Inilah kejadian yang paling ‘nguenek-in’ saya….

Setelah berbincang kata dengan sedikit nada tinggi kepada petugas, akhirnya saya dipersilahkan masuk ke ruang wawancara. Hmm, kenapa nggak dari tadi coba. Itu gerutu saya (halah, bahasa apaan nih). Terang saja, sebenarnya map saya di urutan paling atas..eh…nggak dipanggil-panggil. Tahu-tahu banyak yang nggak ‘antri’. Yang antri malah duit. Ya, jelas banget….di depan saya, salah seorang petugas menghampiri petugas lain yang sedang mewawancari saya dan berkata, “biasa…ini ya”. Maksudnya adalah yang punya map tersebut didahulukan, walaupun nggak antri.

Praktik seperti ini katanya sudah lama dilakukan. Masih ingat dengan wanita yang sudah saya ceritakan di awal tulisan ini? Ya, beliau bilang, “keluarga kami sih kalau mau cepat, sewaktu naruh map ke petugas dikasih amplop berisi uang. Trus, bilang “tolong diurus cepat ya, Pak”. Wuh….bosan saya dengan birokrasi semacam ini.

5 responses to this post.

  1. Posted by Ahmad Shadiqin on Desember 1, 2008 at 10:19 am

    “….Ngapain juga nanya istri, emang tampang saya sudah cukup umur untuk beristri ya….”

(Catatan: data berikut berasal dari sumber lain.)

//! Course endpoints, including the two-phase conflict check.
//!
//! `POST …/courses/check` is the pure check against a semester snapshot;
//! `POST …/courses` is the commit, which re-validates before writing. The
//! two steps are not atomic: a client that allows concurrent adds should
//! re-check after a successful commit.

use axum::{
    extract::{Path, Query, State},
    http::StatusCode,
    response::{IntoResponse, Response},
    Json,
};
use chrono::NaiveTime;
use rand::seq::SliceRandom;
use serde::Deserialize;
use serde_json::json;
use std::sync::Arc;
use tracing::{error, info, warn};

use crate::db::{NewCourse, StoredCourse};
use crate::schedule::{check_conflict, hhmm, ConflictReport, DayOfWeek, ScheduleSlot};
use crate::server::types::{planner_error_to_response, ApiErrorType};
use crate::types::AppState;

/// Palette cycled through when a course is added without an explicit color.
const COURSE_COLORS: [&str; 8] = [
    "red", "blue", "green", "yellow", "purple", "pink", "indigo", "teal",
];

/// An explicit candidate placement for conflict checking.
#[derive(Debug, Deserialize)]
pub struct PlacementRequest {
    pub day: Option<DayOfWeek>,
    #[serde(default, with = "hhmm")]
    pub start_time: Option<NaiveTime>,
    #[serde(default, with = "hhmm")]
    pub end_time: Option<NaiveTime>,
}

impl PlacementRequest {
    fn to_slot(&self) -> ScheduleSlot {
        ScheduleSlot {
            day: self.day,
            start_time: self.start_time,
            end_time: self.end_time,
            location: None,
        }
    }
}

/// Request body for adding a course.
///
/// The placement comes either from `time_text` (run through the schedule
/// parser, as catalog and roadmap flows do) or from explicit day/time
/// fields (manual entry). `time_text` wins when both are present.
#[derive(Debug, Deserialize)]
pub struct AddCourseRequest {
    pub user_id: String,
    pub name: String,
    pub professor: Option<String>,
    #[serde(default)]
    pub credits: f64,
    pub color: Option<String>,

    pub time_text: Option<String>,
    pub hours: Option<u32>,

    pub location: Option<String>,
    pub day: Option<DayOfWeek>,
    #[serde(default, with = "hhmm")]
    pub start_time: Option<NaiveTime>,
    #[serde(default, with = "hhmm")]
    pub end_time: Option<NaiveTime>,
}

#[derive(Debug, Deserialize)]
pub struct AddCourseParams {
    /// Commit even if the placement conflicts with existing courses
    #[serde(default)]
    pub force: bool,
}

/// Validates a manually-entered placement. Parser output already upholds
/// the placed-interval invariant; explicit day/time fields must be checked
/// before they are committed: a placed course needs both times, with start
/// strictly before end. An inverted or half-specified interval would be
/// stored but never detected by later conflict checks.
fn manual_placement_is_valid(slot: &ScheduleSlot) -> bool {
    match (slot.day, slot.start_time, slot.end_time) {
        (None, _, _) => true,
        (Some(_), Some(start), Some(end)) => start < end,
        (Some(_), _, _) => false,
    }
}

/// Serializes a conflict report with the colliding courses' names, so the
/// client can tell the user exactly what is in the way.
fn conflict_json(report: &ConflictReport<'_, StoredCourse>) -> serde_json::Value {
    json!({
        "conflict": report.has_conflict(),
        "collisions": report
            .collisions
            .iter()
            .map(|c| json!({
                "course_id": c.course_id,
                "name": c.name,
                "day": c.day,
                "start_time": c.start_time,
                "end_time": c.end_time,
            }))
            .collect::<Vec<_>>(),
    })
}

/// GET /semesters/:semester_id/courses
pub async fn get_courses(
    Path(semester_id): Path<i64>,
    State(s): State<Arc<AppState>>,
) -> Response {
    info!("GET /semesters/{}/courses", semester_id);

    match s.db.courses_for_semester(semester_id) {
        Ok(courses) => (StatusCode::OK, Json(courses)).into_response(),
        Err(e) => {
            error!("Failed to list courses: {}", e);
            planner_error_to_response(e)
        }
    }
}

/// POST /semesters/:semester_id/courses/check
/// Pure conflict check of a candidate placement against the semester's
/// current courses. Nothing is written.
pub async fn post_check_course(
    Path(semester_id): Path<i64>,
    State(s): State<Arc<AppState>>,
    Json(req): Json<PlacementRequest>,
) -> Response {
    info!("POST /semesters/{}/courses/check", semester_id);

    let existing = match s.db.courses_for_semester(semester_id) {
        Ok(courses) => courses,
        Err(e) => {
            error!("Failed to load semester snapshot: {}", e);
            return planner_error_to_response(e);
        }
    };

    let report = check_conflict(&req.to_slot(), &existing);
    (StatusCode::OK, Json(conflict_json(&report))).into_response()
}

/// POST /semesters/:semester_id/courses?force=...
/// Commits a course. The placement is re-validated against the semester
/// before writing; a conflict yields 409 with the collision list unless
/// `force=true`.
pub async fn post_add_course(
    Path(semester_id): Path<i64>,
    State(s): State<Arc<AppState>>,
    Query(params): Query<AddCourseParams>,
    Json(req): Json<AddCourseRequest>,
) -> Response {
    info!(
        "POST /semesters/{}/courses - {:?} (force={})",
        semester_id, req.name, params.force
    );

    let slot = match &req.time_text {
        Some(text) => s.parser.parse(text, req.hours),
        None => {
            let slot = ScheduleSlot {
                day: req.day,
                start_time: req.start_time,
                end_time: req.end_time,
                location: req.location.clone(),
            };
            if !manual_placement_is_valid(&slot) {
                warn!("Rejected {:?}: malformed manual placement", req.name);
                return ApiErrorType::from((
                    StatusCode::BAD_REQUEST,
                    "Invalid course placement",
                    Some("a placed course needs start_time earlier than end_time".to_string()),
                ))
                .into_response();
            }
            slot
        }
    };

    let existing = match s.db.courses_for_semester(semester_id) {
        Ok(courses) => courses,
        Err(e) => {
            error!("Failed to load semester snapshot: {}", e);
            return planner_error_to_response(e);
        }
    };

    let report = check_conflict(&slot, &existing);
    if report.has_conflict() && !params.force {
        warn!(
            "Rejected {:?}: conflicts with {} existing course(s)",
            req.name,
            report.collisions.len()
        );
        return (StatusCode::CONFLICT, Json(conflict_json(&report))).into_response();
    }

    let color = req.color.clone().unwrap_or_else(|| {
        COURSE_COLORS
            .choose(&mut rand::thread_rng())
            .unwrap_or(&COURSE_COLORS[0])
            .to_string()
    });

    let course = NewCourse {
        semester_id,
        user_id: req.user_id.clone(),
        name: req.name.clone(),
        professor: req.professor.clone(),
        location: slot.location.clone().or_else(|| req.location.clone()),
        day: slot.day.map(|d| d.token().to_string()).unwrap_or_default(),
        start_time: slot
            .start_time
            .map(|t| t.format("%H:%M").to_string())
            .unwrap_or_default(),
        end_time: slot
            .end_time
            .map(|t| t.format("%H:%M").to_string())
            .unwrap_or_default(),
        color,
        credits: req.credits,
    };

    match s.db.add_course(&course) {
        Ok(course_id) => (
            StatusCode::CREATED,
            Json(json!({
                "course_id": course_id,
                "placed": slot.is_placed(),
                "forced_over_conflict": report.has_conflict(),
            })),
        )
            .into_response(),
        Err(e) => {
            error!("Failed to add course: {}", e);
            planner_error_to_response(e)
        }
    }
}

/// DELETE /courses/:course_id
pub async fn delete_course(
    Path(course_id): Path<i64>,
    State(s): State<Arc<AppState>>,
) -> Response {
    info!("DELETE /courses/{}", course_id);

    match s.db.delete_course(course_id) {
        Ok(()) => (StatusCode::OK, Json(json!({ "deleted": course_id }))).into_response(),
        Err(e) => {
            error!("Failed to delete course: {}", e);
            planner_error_to_response(e)
        }
    }
}

#[cfg(test)]
mod tests {
    use super::*;
    use chrono::NaiveTime;

    fn hm(h: u32, m: u32) -> NaiveTime {
        NaiveTime::from_hms_opt(h, m, 0).unwrap()
    }

    fn slot(
        day: Option<DayOfWeek>,
        start: Option<NaiveTime>,
        end: Option<NaiveTime>,
    ) -> ScheduleSlot {
        ScheduleSlot {
            day,
            start_time: start,
            end_time: end,
            location: None,
        }
    }

    #[test]
    fn test_well_formed_manual_placement_is_accepted() {
        let s = slot(Some(DayOfWeek::Mon), Some(hm(9, 0)), Some(hm(10, 0)));
        assert!(manual_placement_is_valid(&s));
    }

    #[test]
    fn test_unplaced_manual_entry_is_accepted() {
        assert!(manual_placement_is_valid(&ScheduleSlot::unplaced("사이버 강의")));
    }

    #[test]
    fn test_inverted_interval_is_rejected() {
        let s = slot(Some(DayOfWeek::Mon), Some(hm(11, 0)), Some(hm(10, 0)));
        assert!(!manual_placement_is_valid(&s));
    }

    #[test]
    fn test_zero_length_interval_is_rejected() {
        let s = slot(Some(DayOfWeek::Mon), Some(hm(10, 0)), Some(hm(10, 0)));
        assert!(!manual_placement_is_valid(&s));
    }

    #[test]
    fn test_placed_day_without_times_is_rejected() {
        assert!(!manual_placement_is_valid(&slot(
            Some(DayOfWeek::Mon),
            Some(hm(9, 0)),
            None
        )));
        assert!(!manual_placement_is_valid(&slot(Some(DayOfWeek::Mon), None, None)));
    }
}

    Udah kali din, emang sekarang masih belum cukup umur ya….he…

    Balas

  2. Posted by duniabaruku on Desember 1, 2008 at 11:07 pm

    @ Ahmad Shadiqin
    he..he….juga. Umur sih udah, ini terkait peta kehidupan yang sudah dibuat ;-0

    Balas

  3. Posted by nana on Desember 21, 2008 at 7:07 pm

    hehe…mmg umur segitu klo cerita ga bau nikah ga asyik ya?klo dah punya istri,pasti ceritanya jd lain deh!

    eh,btw…cerita kemana-mana,mang aselinya mw kmana kang?

    Balas

  4. Posted by duniabaruku on Desember 23, 2008 at 9:25 pm

    Nggak juga. Itu khan cuma kejadian pas saya di tanya seseorang. Ya, lucu sekaligus buat intropeksi juga.

    Aslinya ingin alias mau pindah tempat tinggal aja…he..he..

    Balas

  5. Posted by nana on Desember 26, 2008 at 12:37 pm

    iya deh na thu!gud lak ya!dtunggu cerita2 seru lainnya!